◆ STORED DATA ◆
#####

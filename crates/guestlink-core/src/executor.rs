//! Command execution over a worker channel.
//!
//! The dispatch gate hands an executor a drained worker queue and a live
//! channel. The executor writes the command and consumes frames from the
//! queue until it decides the response is complete.

use std::future::Future;
use std::sync::Arc;

use serde::{Deserialize, Serialize};
use tokio::sync::mpsc;
use tracing::debug;

use crate::queue::OutputQueues;
use crate::registry::{TransportError, WorkerChannel};

/// How the response to a command is interpreted.
#[derive(Debug, Clone, Copy, Default, PartialEq, Eq, Serialize, Deserialize)]
#[serde(rename_all = "lowercase")]
pub enum ExecMode {
    /// A single frame answers the command.
    #[default]
    Exec,
    /// Matches stream back one frame each until an empty frame.
    Search,
}

impl std::fmt::Display for ExecMode {
    fn fmt(&self, f: &mut std::fmt::Formatter<'_>) -> std::fmt::Result {
        match self {
            Self::Exec => write!(f, "exec"),
            Self::Search => write!(f, "search"),
        }
    }
}

/// Intermediate result forwarded while a command runs.
#[derive(Debug, Clone, PartialEq, Eq)]
pub struct Progress {
    pub worker: String,
    pub frame: String,
}

pub type ProgressSink = mpsc::Sender<Progress>;

/// Everything an executor needs for one command.
pub struct ExecRequest<'a> {
    pub worker: &'a str,
    pub command: &'a str,
    pub mode: ExecMode,
    pub channel: Arc<WorkerChannel>,
    pub sink: Option<&'a ProgressSink>,
    pub queues: &'a OutputQueues,
}

/// Frames that made up a command's response.
#[derive(Debug, Clone, Default, PartialEq, Eq)]
pub struct ExecOutput {
    pub frames: Vec<String>,
}

impl ExecOutput {
    /// Frames joined by newlines.
    pub fn text(&self) -> String {
        self.frames.join("\n")
    }
}

#[derive(Debug, thiserror::Error)]
pub enum ExecError {
    #[error("Failed to send command: {0}")]
    Write(#[from] TransportError),

    #[error("Channel to worker {worker} closed before the command was sent")]
    ChannelClosed { worker: String },
}

impl ExecError {
    pub fn worker(&self) -> &str {
        match self {
            Self::Write(e) => e.worker(),
            Self::ChannelClosed { worker } => worker,
        }
    }
}

/// Runs one command against a worker.
///
/// Implementations own the worker's queue for the duration of the call and
/// must not submit further commands.
pub trait CommandExecutor: Send + Sync + 'static {
    fn execute(
        &self,
        request: ExecRequest<'_>,
    ) -> impl Future<Output = Result<ExecOutput, ExecError>> + Send;
}

/// Line-oriented executor for the guest agent protocol.
///
/// Sends the command terminated by a newline. In `Exec` mode the next frame
/// is the result; in `Search` mode every non-empty frame is a match and an
/// empty frame ends the response.
#[derive(Debug, Clone, Copy, Default)]
pub struct FrameExecutor;

impl CommandExecutor for FrameExecutor {
    async fn execute(&self, request: ExecRequest<'_>) -> Result<ExecOutput, ExecError> {
        let ExecRequest {
            worker,
            command,
            mode,
            channel,
            sink,
            queues,
        } = request;

        if channel.is_closed() {
            return Err(ExecError::ChannelClosed {
                worker: worker.to_string(),
            });
        }

        let mut line = Vec::with_capacity(command.len() + 1);
        line.extend_from_slice(command.as_bytes());
        line.push(b'\n');
        channel.send(&line).await?;
        debug!(worker, instance = channel.instance(), %mode, "Command sent");

        match mode {
            ExecMode::Exec => {
                let frame = queues.next_frame(worker).await;
                Ok(ExecOutput {
                    frames: vec![frame],
                })
            }
            ExecMode::Search => {
                let mut frames = Vec::new();
                loop {
                    let frame = queues.next_frame(worker).await;
                    if frame.is_empty() {
                        break;
                    }
                    if let Some(sink) = sink {
                        let progress = Progress {
                            worker: worker.to_string(),
                            frame: frame.clone(),
                        };
                        if sink.send(progress).await.is_err() {
                            debug!(worker, "Progress receiver dropped");
                        }
                    }
                    frames.push(frame);
                }
                debug!(worker, matches = frames.len(), "Search complete");
                Ok(ExecOutput { frames })
            }
        }
    }
}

#####

◆ TASK DETAILS ◆
Within the records, filter for lines that contain the word "struct" and show each one.

◆ WRITTEN RESPONSE ◆
pub struct Progress {
pub struct ExecRequest<'a> {
pub struct ExecOutput {
pub struct FrameExecutor;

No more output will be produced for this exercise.